‘Credibles’ Can Make Omelets for Years
By JESSE HIRSCH
Investors are often advised to avoid putting all their eggs in one basket. But in the Bay Area, a new investment model is being tested at the intersection of the Slow Food and Slow Money movements.
The premise is simple: lenders contribute to a farm, restaurant, or artisan food business. Investor meetings take place in kitchens and barnyards. Return-on-investment is measured in ice cream bars, sauerkraut and, yes, baskets of eggs.
Arno Hesse hit on the idea for the new crowd-financing model during a kitchen-table investment meeting at Soul Food Farms in Vacaville, in Solana County. Mr. Hesse and eight co-lenders had cobbled together a nontraditional $40,000 loan for the farm, where interest payments would be made in eggs.
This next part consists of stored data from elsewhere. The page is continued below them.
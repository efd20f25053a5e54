use clap::{Parser, Subcommand};
use std::path::PathBuf;

#[derive(Parser, Debug, Clone)]
#[clap(author, version, about, long_about = None)]
/// Mappero - import, convert and route GPS tracks
pub struct Settings {
    /// JSON file holding the persisted router options
    #[clap(long, env = "MAPPERO_OPTIONS", value_name = "FILE", global = true)]
    pub options_file: Option<PathBuf>,

    /// Log debug output (ignored when RUST_LOG is set)
    #[clap(short, long, global = true)]
    pub verbose: bool,

    /// Timeout for remote routing requests, in seconds
    #[clap(long, env = "MAPPERO_TIMEOUT", default_value = "30", global = true)]
    pub timeout: u64,

    /// Override the Google gateway URL
    #[clap(long, env = "MAPPERO_GOOGLE_URL", global = true)]
    pub google_url: Option<String>,

    /// Override the Yandex gateway URL
    #[clap(long, env = "MAPPERO_YANDEX_URL", global = true)]
    pub yandex_url: Option<String>,

    #[clap(subcommand)]
    pub command: Command,
}

#[derive(Subcommand, Debug, Clone)]
pub enum Command {
    /// Print point, segment and waypoint statistics for track files
    Info {
        /// GPX or KML files
        #[clap(required = true, value_name = "FILE")]
        files: Vec<PathBuf>,
    },

    /// Convert a GPX or KML file to GPX
    Convert {
        input: PathBuf,
        output: PathBuf,

        /// Omit the first point of every segment after the first, like
        /// older exports did
        #[clap(long)]
        legacy_segments: bool,
    },

    /// Calculate a route and write it as GPX
    Route {
        /// Routing backend (Direct, Google, Yandex)
        #[clap(short, long, default_value = "Direct")]
        router: String,

        /// Start: an address, or "lat,lon"
        #[clap(long)]
        from: String,

        /// Destination: an address, or "lat,lon"
        #[clap(long)]
        to: String,

        /// Departure as Unix time
        #[clap(long, value_name = "SECONDS")]
        depart: Option<u32>,

        /// Output file (stdout when omitted)
        #[clap(short, long, value_name = "FILE")]
        output: Option<PathBuf>,
    },

    /// Show or change persisted router options
    Options {
        /// Only show (and qualify keys for) this backend
        #[clap(short, long)]
        router: Option<String>,

        /// Set an option; repeatable
        #[clap(long = "set", value_name = "KEY=VALUE")]
        assignments: Vec<String>,
    },
}

impl Settings {
    pub fn from_cli() -> Self {
        match Settings::try_parse() {
            Ok(args) => args,
            Err(e) => e.exit(),
        }
    }
}

#[cfg(test)]
mod tests {
    use super::*;

    #[test]
    fn test_parse_route_command() {
        let settings = Settings::try_parse_from([
            "mappero",
            "route",
            "--router",
            "yandex",
            "--from",
            "60.2,24.9",
            "--to",
            "Tampere",
            "-o",
            "out.gpx",
            "--verbose",
        ])
        .unwrap();
        assert!(settings.verbose);
        assert_eq!(settings.timeout, 30);
        match settings.command {
            Command::Route {
                router,
                from,
                to,
                output,
                depart,
            } => {
                assert_eq!(router, "yandex");
                assert_eq!(from, "60.2,24.9");
                assert_eq!(to, "Tampere");
                assert_eq!(output, Some(PathBuf::from("out.gpx")));
                assert_eq!(depart, None);
            }
            other => panic!("unexpected command {other:?}"),
        }
    }

    #[test]
    fn test_parse_options_command() {
        let settings = Settings::try_parse_from([
            "mappero",
            "options",
            "-r",
            "google",
            "--set",
            "avoid_highways=true",
            "--set",
            "x=1",
        ])
        .unwrap();
        match settings.command {
            Command::Options {
                router,
                assignments,
            } => {
                assert_eq!(router.as_deref(), Some("google"));
                assert_eq!(assignments.len(), 2);
            }
            other => panic!("unexpected command {other:?}"),
        }
    }

    #[test]
    fn test_info_requires_files() {
        assert!(Settings::try_parse_from(["mappero", "info"]).is_err());
    }
}
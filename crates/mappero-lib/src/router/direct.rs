//! Local great-circle router
//!
//! Needs no network: the route is the great-circle arc between the two
//! positions, sampled at a configurable number of steps. When the query has
//! a departure time every point is stamped with the time needed to reach it
//! at the configured pace. Free-text addresses cannot be resolved locally.

use super::{Location, RouteCallback, RouteResult, Router, RouterError, RouterQuery};
use crate::store::OptionStore;
use crate::{GeoPoint, PathData, PathPoint, ProjectionHandle};

const KEY_SPEED: &str = "routers/direct/speed";
const KEY_STEPS: &str = "routers/direct/steps";

pub const DEFAULT_STEPS: u32 = 16;

/// Travel pace used to time the generated points
#[derive(Debug, Clone, Copy, PartialEq, Eq, Default)]
pub enum SpeedClass {
    Slow = 1,
    #[default]
    Normal,
    Fast,
    Running,
    Cycling,
}

impl SpeedClass {
    pub fn meters_per_minute(self) -> f64 {
        match self {
            SpeedClass::Slow => 30.0,
            SpeedClass::Normal => 70.0,
            SpeedClass::Fast => 100.0,
            SpeedClass::Running => 200.0,
            SpeedClass::Cycling => 300.0,
        }
    }

    /// Persisted numeric code
    pub fn code(self) -> i64 {
        self as i64
    }

    pub fn from_code(code: i64) -> Option<Self> {
        match code {
            1 => Some(SpeedClass::Slow),
            2 => Some(SpeedClass::Normal),
            3 => Some(SpeedClass::Fast),
            4 => Some(SpeedClass::Running),
            5 => Some(SpeedClass::Cycling),
            _ => None,
        }
    }
}

pub struct DirectRouter {
    projection: ProjectionHandle,
    speed: SpeedClass,
    steps: u32,
}

impl DirectRouter {
    pub fn new(projection: ProjectionHandle) -> Self {
        Self {
            projection,
            speed: SpeedClass::default(),
            steps: DEFAULT_STEPS,
        }
    }

    pub fn speed(&self) -> SpeedClass {
        self.speed
    }

    pub fn set_speed(&mut self, speed: SpeedClass) {
        self.speed = speed;
    }

    pub fn steps(&self) -> u32 {
        self.steps
    }

    /// Zero is accepted here and rejected when a route is calculated
    pub fn set_steps(&mut self, steps: u32) {
        self.steps = steps;
    }

    fn resolve(&self, location: &Location) -> Result<GeoPoint, RouterError> {
        match &location.address {
            Some(address) => Err(RouterError::InvalidAddress(format!(
                "{address:?} cannot be resolved without a geocoding service"
            ))),
            None => Ok(self.projection.unit_to_latlon(location.point)),
        }
    }

    fn route(&self, query: &RouterQuery) -> RouteResult {
        if self.steps == 0 {
            return Err(RouterError::InvalidOptions(
                "step count must be at least 1".into(),
            ));
        }
        let from = self.resolve(&query.from)?;
        let to = self.resolve(&query.to)?;

        let speed = self.speed.meters_per_minute() / 60.0;
        let mut path = PathData::new();
        let mut travelled = 0.0;
        let mut previous = from;
        for step in 0..=self.steps {
            let geo = from.intermediate(&to, f64::from(step) / f64::from(self.steps));
            travelled += previous.distance_to(&geo);
            previous = geo;

            let mut point = PathPoint::new(geo);
            if let Some(departure) = query.departure {
                let offset = (travelled / speed).round() as u32;
                point = point.with_time(departure.saturating_add(offset));
            }
            path.append_point(point);
        }

        let projection = self.projection.current();
        path.add_waypoint(query.from.query_text(projection.as_ref()), 0)?;
        path.add_waypoint(query.to.query_text(projection.as_ref()), path.len() - 1)?;
        Ok(path)
    }
}

impl Router for DirectRouter {
    fn name(&self) -> &'static str {
        "Direct"
    }

    fn calculate_route(&self, query: RouterQuery, callback: RouteCallback) {
        let result = self.route(&query);
        if let Err(e) = &result {
            tracing::debug!(error = %e, "Direct route failed");
        }
        callback(result);
    }

    fn has_options(&self) -> bool {
        true
    }

    fn load_options(&mut self, store: &dyn OptionStore) -> Result<(), RouterError> {
        // Validate everything before touching the current settings
        let speed = match store.get_int(KEY_SPEED)? {
            Some(code) => SpeedClass::from_code(code).ok_or_else(|| {
                RouterError::InvalidOptions(format!("unknown speed class {code}"))
            })?,
            None => self.speed,
        };
        let steps = match store.get_int(KEY_STEPS)? {
            Some(steps) => u32::try_from(steps).map_err(|_| {
                RouterError::InvalidOptions(format!("step count {steps} out of range"))
            })?,
            None => self.steps,
        };

        self.speed = speed;
        self.steps = steps;
        Ok(())
    }

    fn save_options(&self, store: &dyn OptionStore) -> Result<(), RouterError> {
        store.set_int(KEY_SPEED, self.speed.code())?;
        store.set_int(KEY_STEPS, i64::from(self.steps))?;
        Ok(())
    }
}
use crate::settings::{Command, Settings};
use mappero_lib::codec::{self, GpxWriteOptions};
use mappero_lib::router::{
    self, DirectRouter, GoogleRouter, ReqwestTransport, RouterRegistry, TransportError,
    YandexRouter,
};
use mappero_lib::{
    FileStore, Format, GeoPoint, Location, MemoryStore, OptionStore, ParseError, PathData,
    ProjectionHandle, RouterError, RouterQuery, StorageError, WriteError,
};
use std::fs::File;
use std::io::{self, BufWriter, Write};
use std::path::{Path, PathBuf};
use std::time::Duration;

#[derive(Debug, thiserror::Error)]
pub enum CliError {
    #[error("{}: {source}", path.display())]
    Parse {
        path: PathBuf,
        #[source]
        source: ParseError,
    },

    #[error("failed to write GPX: {0}")]
    Write(#[from] WriteError),

    #[error(transparent)]
    Io(#[from] io::Error),

    #[error("routing failed: {0}")]
    Router(#[from] RouterError),

    #[error("option store: {0}")]
    Storage(#[from] StorageError),

    #[error("HTTP client: {0}")]
    Transport(#[from] TransportError),

    #[error("unknown router {name:?} (available: {available})")]
    UnknownRouter { name: String, available: String },

    #[error("{0}")]
    Usage(String),
}

pub async fn execute(settings: &Settings) -> Result<(), CliError> {
    match &settings.command {
        Command::Info { files } => info(files),
        Command::Convert {
            input,
            output,
            legacy_segments,
        } => convert(input, output, *legacy_segments),
        Command::Route {
            router,
            from,
            to,
            depart,
            output,
        } => route(settings, router, from, to, *depart, output.as_deref()).await,
        Command::Options {
            router,
            assignments,
        } => options(settings, router.as_deref(), assignments),
    }
}

fn info(files: &[PathBuf]) -> Result<(), CliError> {
    let results = codec::import_files(files);
    let mut failures = 0;
    for (path, result) in files.iter().zip(results) {
        match result {
            Ok(data) => println!("{}: {}", path.display(), summary(&data)),
            Err(e) => {
                failures += 1;
                tracing::warn!(path = %path.display(), error = %e, "Failed to read track");
            }
        }
    }

    if failures == files.len() {
        return Err(CliError::Usage("none of the files could be read".into()));
    }
    Ok(())
}

fn summary(data: &PathData) -> String {
    let mut text = format!(
        "{} points, {} segments, {} waypoints, {:.2} km",
        data.len(),
        data.segment_count(),
        data.waypoints().len(),
        data.length() / 1000.0
    );
    if let Some(rect) = data.bounding_box() {
        let (min, max) = (rect.min(), rect.max());
        text.push_str(&format!(
            ", bounds {:.5},{:.5} .. {:.5},{:.5}",
            min.y, min.x, max.y, max.x
        ));
    }
    text
}

fn convert(input: &Path, output: &Path, legacy_segments: bool) -> Result<(), CliError> {
    if Format::from_extension(output) != Some(Format::Gpx) {
        return Err(CliError::Usage(format!(
            "{}: only .gpx output is supported",
            output.display()
        )));
    }

    let data = codec::load_file(input).map_err(|source| CliError::Parse {
        path: input.to_path_buf(),
        source,
    })?;
    write_gpx(Some(output), &data, legacy_segments)?;

    tracing::info!(
        input = %input.display(),
        output = %output.display(),
        points = data.len(),
        "Converted"
    );
    Ok(())
}

fn write_gpx(
    output: Option<&Path>,
    data: &PathData,
    legacy_segments: bool,
) -> Result<(), CliError> {
    let options = GpxWriteOptions {
        skip_segment_anchor: legacy_segments,
    };
    match output {
        Some(path) => {
            let mut sink = BufWriter::new(File::create(path)?);
            codec::save_gpx(&mut sink, data, options)?;
            sink.flush()?;
        }
        None => {
            let mut stdout = io::stdout().lock();
            codec::save_gpx(&mut stdout, data, options)?;
            writeln!(stdout)?;
        }
    }
    Ok(())
}

async fn route(
    settings: &Settings,
    router_name: &str,
    from: &str,
    to: &str,
    depart: Option<u32>,
    output: Option<&Path>,
) -> Result<(), CliError> {
    let projection = ProjectionHandle::default();
    let store = open_store(settings)?;
    let mut registry = build_registry(settings, &projection)?;
    registry.load_options(&store)?;

    let router = lookup(&registry, router_name)?;
    let mut query = RouterQuery::new(
        parse_location(from, &projection),
        parse_location(to, &projection),
    );
    if let Some(time) = depart {
        query = query.departing_at(time);
    }

    let path = router::calculate(router, query).await?;
    tracing::info!(
        router = router.name(),
        points = path.len(),
        length_m = path.length(),
        "Route calculated"
    );
    write_gpx(output, &path, false)
}

fn options(
    settings: &Settings,
    router_name: Option<&str>,
    assignments: &[String],
) -> Result<(), CliError> {
    let store = open_store(settings)?;
    let projection = ProjectionHandle::default();
    let mut registry = build_registry(settings, &projection)?;
    let prefix = match router_name {
        Some(name) => Some(format!("routers/{}/", lookup(&registry, name)?.name().to_lowercase())),
        None => None,
    };

    if !assignments.is_empty() {
        let updates = assignments
            .iter()
            .map(|assignment| parse_assignment(assignment, prefix.as_deref()))
            .collect::<Result<Vec<_>, _>>()?;

        // Validate on a scratch copy before touching the file
        let staged = MemoryStore::new();
        for key in store.keys()? {
            if let Some(value) = store.get_string(&key)? {
                staged.set_string(&key, &value)?;
            }
        }
        for (key, value) in &updates {
            staged.set_string(key, value)?;
        }
        registry.load_options(&staged)?;

        for (key, value) in &updates {
            store.set_string(key, value)?;
            tracing::info!(key, value, "Option saved");
        }
    }

    let mut keys = store.keys()?;
    keys.sort();
    for key in keys {
        if prefix.as_deref().is_some_and(|prefix| !key.starts_with(prefix)) {
            continue;
        }
        if let Some(value) = store.get_string(&key)? {
            println!("{key}={value}");
        }
    }
    Ok(())
}

fn open_store(settings: &Settings) -> Result<FileStore, CliError> {
    let path = settings
        .options_file
        .clone()
        .unwrap_or_else(FileStore::default_path);
    tracing::debug!(path = %path.display(), "Opening option store");
    Ok(FileStore::open(path)?)
}

fn build_registry(
    settings: &Settings,
    projection: &ProjectionHandle,
) -> Result<RouterRegistry, CliError> {
    let transport = ReqwestTransport::new(Duration::from_secs(settings.timeout))?;

    let mut google = GoogleRouter::new(transport.clone(), projection.clone());
    if let Some(url) = &settings.google_url {
        google = google.with_base_url(url.as_str());
    }
    let mut yandex = YandexRouter::new(transport, projection.clone());
    if let Some(url) = &settings.yandex_url {
        yandex = yandex.with_base_url(url.as_str());
    }

    let mut registry = RouterRegistry::new();
    registry.register(Box::new(DirectRouter::new(projection.clone())));
    registry.register(Box::new(google));
    registry.register(Box::new(yandex));
    Ok(registry)
}

fn lookup<'a>(
    registry: &'a RouterRegistry,
    name: &str,
) -> Result<&'a dyn mappero_lib::Router, CliError> {
    registry.get(name).ok_or_else(|| CliError::UnknownRouter {
        name: name.to_string(),
        available: registry.names().join(", "),
    })
}

/// Split `key=value`, qualifying bare keys with the router prefix.
fn parse_assignment(assignment: &str, prefix: Option<&str>) -> Result<(String, String), CliError> {
    let (key, value) = assignment
        .split_once('=')
        .filter(|(key, _)| !key.trim().is_empty())
        .ok_or_else(|| CliError::Usage(format!("expected KEY=VALUE, got {assignment:?}")))?;
    let key = key.trim();
    let key = match prefix {
        Some(prefix) if !key.contains('/') => format!("{prefix}{key}"),
        _ => key.to_string(),
    };
    Ok((key, value.trim().to_string()))
}

/// `lat,lon` becomes a point, anything else is sent as an address.
pub fn parse_location(text: &str, projection: &ProjectionHandle) -> Location {
    let mut parts = text.split(',').map(str::trim);
    if let (Some(lat), Some(lon), None) = (parts.next(), parts.next(), parts.next())
        && let (Ok(lat), Ok(lon)) = (lat.parse::<f64>(), lon.parse::<f64>())
        && (-90.0..=90.0).contains(&lat)
        && (-180.0..=180.0).contains(&lon)
    {
        return Location::from_geo(GeoPoint::new(lat, lon), projection.current().as_ref());
    }
    Location::from_address(text.trim())
}
use super::http::TransportError;
use crate::PathError;
use crate::store::StorageError;

/// Failure of a route calculation, or of loading/saving router options
#[derive(Debug, Clone, PartialEq, Eq, thiserror::Error)]
pub enum RouterError {
    /// The query could not be solved, or the service answered with something
    /// that is not a usable route
    #[error("invalid address: {0}")]
    InvalidAddress(String),

    #[error("network error: {0}")]
    Network(String),

    #[error("invalid router options: {0}")]
    InvalidOptions(String),

    /// Reserved for UI-driven cancellation by the embedding application
    #[error("canceled by the user")]
    UserCanceled,

    #[error("option storage error: {0}")]
    Storage(String),

    #[error("{0}")]
    Generic(String),
}

impl From<TransportError> for RouterError {
    fn from(err: TransportError) -> Self {
        RouterError::Network(err.to_string())
    }
}

impl From<StorageError> for RouterError {
    fn from(err: StorageError) -> Self {
        match err {
            StorageError::InvalidValue { key, value } => {
                RouterError::InvalidOptions(format!("{key} = {value:?}"))
            }
            other => RouterError::Storage(other.to_string()),
        }
    }
}

impl From<PathError> for RouterError {
    fn from(err: PathError) -> Self {
        RouterError::Generic(err.to_string())
    }
}
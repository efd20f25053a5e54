//! Shared plumbing for HTTP routing backends.
//!
//! Every remote backend follows the same wire contract: a GET request whose
//! query carries the percent-encoded `from`/`to` texts, answered with a GPX
//! document. The request runs on a spawned task and completes the callback
//! exactly once.

use super::http::HttpTransport;
use super::{RouteCallback, RouteResult, RouterError};
use crate::codec::{Gpx, PathReader, XmlTokens};
use crate::{PathData, runtime};
use percent_encoding::{AsciiSet, NON_ALPHANUMERIC, utf8_percent_encode};
use std::sync::Arc;

/// Characters left unescaped in query values: alphanumerics and the URI
/// "mark" characters
const QUERY_VALUE: &AsciiSet = &NON_ALPHANUMERIC
    .remove(b'-')
    .remove(b'_')
    .remove(b'.')
    .remove(b'!')
    .remove(b'~')
    .remove(b'*')
    .remove(b'\'')
    .remove(b'(')
    .remove(b')');

/// Percent-encode a free-form location for use as a query value
pub fn escape(text: &str) -> String {
    utf8_percent_encode(text, QUERY_VALUE).to_string()
}

/// Decode a routing service response into a path.
///
/// Anything that is not an XML document, fails to parse, or holds no points
/// is reported as an unsolvable query.
pub(crate) fn parse_route(body: &[u8]) -> RouteResult {
    if !body.starts_with(b"<?xml") {
        return Err(RouterError::InvalidAddress(
            "routing service did not return an XML document".into(),
        ));
    }

    let mut path = PathData::new();
    Gpx::default()
        .read(&mut XmlTokens::new(body), &mut path)
        .map_err(|e| {
            tracing::debug!(error = %e, "Routing response could not be parsed");
            RouterError::InvalidAddress(format!("unusable routing response: {e}"))
        })?;

    if path.is_empty() {
        return Err(RouterError::InvalidAddress("no route found".into()));
    }
    Ok(path)
}

pub(crate) async fn fetch_route<C: HttpTransport>(transport: &C, url: &str) -> RouteResult {
    let body = transport.get(url).await?;
    parse_route(&body)
}

/// Run the request in the background and hand its outcome to `callback`.
/// Without a tokio runtime the callback fails immediately.
pub(crate) fn spawn_route_request<C: HttpTransport>(
    router: &'static str,
    transport: Arc<C>,
    url: String,
    callback: RouteCallback,
) {
    if !runtime::in_runtime_context() {
        callback(Err(RouterError::Generic(format!(
            "{router}: remote routing needs a tokio runtime"
        ))));
        return;
    }

    tracing::debug!(router, url = %url, "Starting route request");
    runtime::spawn(async move {
        let result = fetch_route(transport.as_ref(), &url).await;
        match &result {
            Ok(path) => tracing::debug!(router, points = path.len(), "Route received"),
            Err(e) => tracing::debug!(router, error = %e, "Route request failed"),
        }
        callback(result);
    });
}
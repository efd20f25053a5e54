//! Router plugin protocol
//!
//! A [`Router`] computes a route between two [`Location`]s and delivers the
//! outcome through a single-shot callback: exactly one invocation per call,
//! carrying either a populated [`PathData`] or a [`RouterError`]. Backends may
//! complete synchronously (a local algorithm) or from a background task (a
//! remote HTTP service); callers must not assume either. There is no
//! cancellation: a started request runs to completion or failure.
//!
//! [`calculate`] adapts the callback contract to a future.

mod direct;
mod error;
mod google;
pub mod http;
mod query;
mod registry;
pub mod remote;
mod yandex;

pub use direct::{DirectRouter, SpeedClass};
pub use error::RouterError;
pub use google::GoogleRouter;
pub use http::{HttpTransport, ReqwestTransport, TransportError};
pub use query::{Location, RouterQuery};
pub use registry::RouterRegistry;
pub use yandex::YandexRouter;

use crate::store::OptionStore;
use crate::{GeoPoint, PathData};
use tokio::sync::oneshot;

pub type RouteResult = Result<PathData, RouterError>;

/// Completion callback of [`Router::calculate_route`]
pub type RouteCallback = Box<dyn FnOnce(RouteResult) + Send + 'static>;

/// Completion callback of [`Router::geocode`]
pub type GeocodeCallback = Box<dyn FnOnce(Result<GeoPoint, RouterError>) + Send + 'static>;

/// A routing backend
pub trait Router: Send + Sync {
    /// Static identifier, also used to namespace persisted options
    fn name(&self) -> &'static str;

    /// Calculate a route and invoke `callback` exactly once with the outcome.
    ///
    /// The callback may run before this method returns or later from another
    /// thread. Option state is captured when the call is made.
    fn calculate_route(&self, query: RouterQuery, callback: RouteCallback);

    /// Resolve an address to a position by routing from it to itself and
    /// taking the first point of the result.
    fn geocode(&self, address: &str, callback: GeocodeCallback) {
        let location = Location::from_address(address);
        let query = RouterQuery::new(location.clone(), location);
        self.calculate_route(
            query,
            Box::new(move |result| {
                callback(result.and_then(|path| {
                    path.first()
                        .map(|point| point.geo)
                        .ok_or_else(|| RouterError::InvalidAddress("address not found".into()))
                }))
            }),
        );
    }

    /// Whether the backend has user-configurable options
    fn has_options(&self) -> bool {
        false
    }

    /// Read persisted options. Never called while a calculation is in flight.
    fn load_options(&mut self, _store: &dyn OptionStore) -> Result<(), RouterError> {
        Ok(())
    }

    /// Persist the current options
    fn save_options(&self, _store: &dyn OptionStore) -> Result<(), RouterError> {
        Ok(())
    }
}

/// Run [`Router::calculate_route`] and await its callback
pub async fn calculate(router: &dyn Router, query: RouterQuery) -> RouteResult {
    let (sender, receiver) = oneshot::channel();
    router.calculate_route(
        query,
        Box::new(move |result| {
            let _ = sender.send(result);
        }),
    );
    receiver.await.unwrap_or_else(|_| {
        Err(RouterError::Generic(format!(
            "{} dropped its completion callback",
            router.name()
        )))
    })
}

/// Run [`Router::geocode`] and await its callback
pub async fn geocode(router: &dyn Router, address: &str) -> Result<GeoPoint, RouterError> {
    let (sender, receiver) = oneshot::channel();
    router.geocode(
        address,
        Box::new(move |result| {
            let _ = sender.send(result);
        }),
    );
    receiver.await.unwrap_or_else(|_| {
        Err(RouterError::Generic(format!(
            "{} dropped its completion callback",
            router.name()
        )))
    })
}

#[cfg(test)]
mod tests {
    use super::*;
    use crate::PathPoint;
    use std::sync::Arc;
    use std::sync::atomic::{AtomicUsize, Ordering};

    /// Completes synchronously with a fixed outcome
    struct Fixed(RouteResult);

    impl Router for Fixed {
        fn name(&self) -> &'static str {
            "Fixed"
        }

        fn calculate_route(&self, _query: RouterQuery, callback: RouteCallback) {
            callback(self.0.clone());
        }
    }

    /// Breaks the contract by never calling back
    struct Silent;

    impl Router for Silent {
        fn name(&self) -> &'static str {
            "Silent"
        }

        fn calculate_route(&self, _query: RouterQuery, _callback: RouteCallback) {}
    }

    fn query() -> RouterQuery {
        RouterQuery::new(Location::from_address("A"), Location::from_address("B"))
    }

    #[tokio::test]
    async fn test_calculate_awaits_callback() {
        let mut path = PathData::new();
        path.append_point(PathPoint::new(GeoPoint::new(1.0, 2.0)));
        let router = Fixed(Ok(path.clone()));
        assert_eq!(calculate(&router, query()).await, Ok(path));
    }

    #[tokio::test]
    async fn test_dropped_callback_is_an_error() {
        assert!(matches!(
            calculate(&Silent, query()).await,
            Err(RouterError::Generic(_))
        ));
    }

    #[tokio::test]
    async fn test_default_geocode_takes_first_point() {
        let mut path = PathData::new();
        path.append_point(PathPoint::new(GeoPoint::new(60.2, 24.9)));
        path.append_point(PathPoint::new(GeoPoint::new(61.0, 25.0)));
        let found = geocode(&Fixed(Ok(path)), "Helsinki").await;
        assert_eq!(found, Ok(GeoPoint::new(60.2, 24.9)));

        let empty = geocode(&Fixed(Ok(PathData::new())), "Atlantis").await;
        assert!(matches!(empty, Err(RouterError::InvalidAddress(_))));

        let failed = geocode(&Fixed(Err(RouterError::Network("down".into()))), "x").await;
        assert_eq!(failed, Err(RouterError::Network("down".into())));
    }

    #[test]
    fn test_callback_runs_exactly_once() {
        let calls = Arc::new(AtomicUsize::new(0));
        let counter = calls.clone();
        Fixed(Err(RouterError::UserCanceled)).calculate_route(
            query(),
            Box::new(move |result| {
                assert_eq!(result, Err(RouterError::UserCanceled));
                counter.fetch_add(1, Ordering::SeqCst);
            }),
        );
        assert_eq!(calls.load(Ordering::SeqCst), 1);
    }

    #[test]
    fn test_default_options_are_noops() {
        let store = crate::MemoryStore::new();
        let mut router = Silent;
        assert!(!router.has_options());
        router.load_options(&store).unwrap();
        router.save_options(&store).unwrap();
        assert!(store.keys().unwrap().is_empty());
    }
}
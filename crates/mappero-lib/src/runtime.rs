//! Task spawning for background route requests
//!
//! Remote routers run their HTTP request on the tokio runtime the embedding
//! application provides; nothing here creates a runtime of its own.

/// Spawn an async task on the ambient tokio runtime.
pub(crate) fn spawn<F>(future: F) -> tokio::task::JoinHandle<F::Output>
where
    F: std::future::Future + Send + 'static,
    F::Output: Send + 'static,
{
    // Tag spawned requests in profiling traces
    #[cfg(feature = "profiling")]
    {
        tokio::spawn(async move {
            profiling::scope!(
                "runtime::spawn",
                format!("task_type={}", std::any::type_name::<F>()).as_str()
            );
            future.await
        })
    }
    #[cfg(not(feature = "profiling"))]
    {
        tokio::spawn(future)
    }
}

/// Check if we're running inside a tokio runtime context.
pub(crate) fn in_runtime_context() -> bool {
    tokio::runtime::Handle::try_current().is_ok()
}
“We thought it would be great to let Soul Food pay back the principal in product, too,” Mr. Hesse said. “But there’s only so many eggs one person needs.”
Mr. Hesse and the others realized that if multiple food businesses were financed from a shared pool of money, investors could use their edible credits — he calls them “Credibles” — for a wide assortment of products.
“A consumer might want to help me out,” said Kathryn Lukas, owner of Farmhouse Culture, a sauerkraut business based in Santa Cruz, “but they can get their investment paid back in ice cream.”
To avoid complicated regulations around small business lending, the Credibles system is technically presented as a pre-payment rather than as a loan or an investment. There is no interest accrued, but financiers can receive bonuses for their contributions.
Gelateria Naia, based in Berkeley, will give investors a 10 percent bonus for a $250 contribution, so $250 becomes $275 worth of gelato. At higher investment levels, perks include invitations to special tasting parties or the option to custom-design a gallon of one’s favorite flavor.
The idea for Credibles arose from the Slow Money movement, which focuses on finding new sources of capital for small farms and other food enterprises. Its larger goals are to strengthen and promote sustainable, local food systems and move away from corporate agribusiness.
Befitting the Slow Food and Slow Money movements, the Credibles movement is off to a deliberately slow start. Just five businesses have partnered with Credibles so far: Soul Food Farms and Amber and Son, two Northern California chicken farms; Parish Hall, a farm-to-table restaurant in Brooklyn, N.Y.;Farmhouse Culture; and Naia.
Even so, Mr. Hesse said interest from both investors and food businesses via their Web site, credibles.org, has been overwhelming.
He has fielded inquiries from food businesses in Arizona, Vermont, and even Colombia, but the model becomes tricky if there are no other participating businesses nearby.
Parish Hall is the only Credibles business in New York so far, making it difficult for local contributors to cash in their credits for, say, Soul Food Farms eggs or Naia gelato.
A funder recently put $1,000 into Parish Hall. Mr. Hesse said he is not sure what to do until more New York businesses sign up.
“It could take three years to eat their tab,” Mr. Hesse said.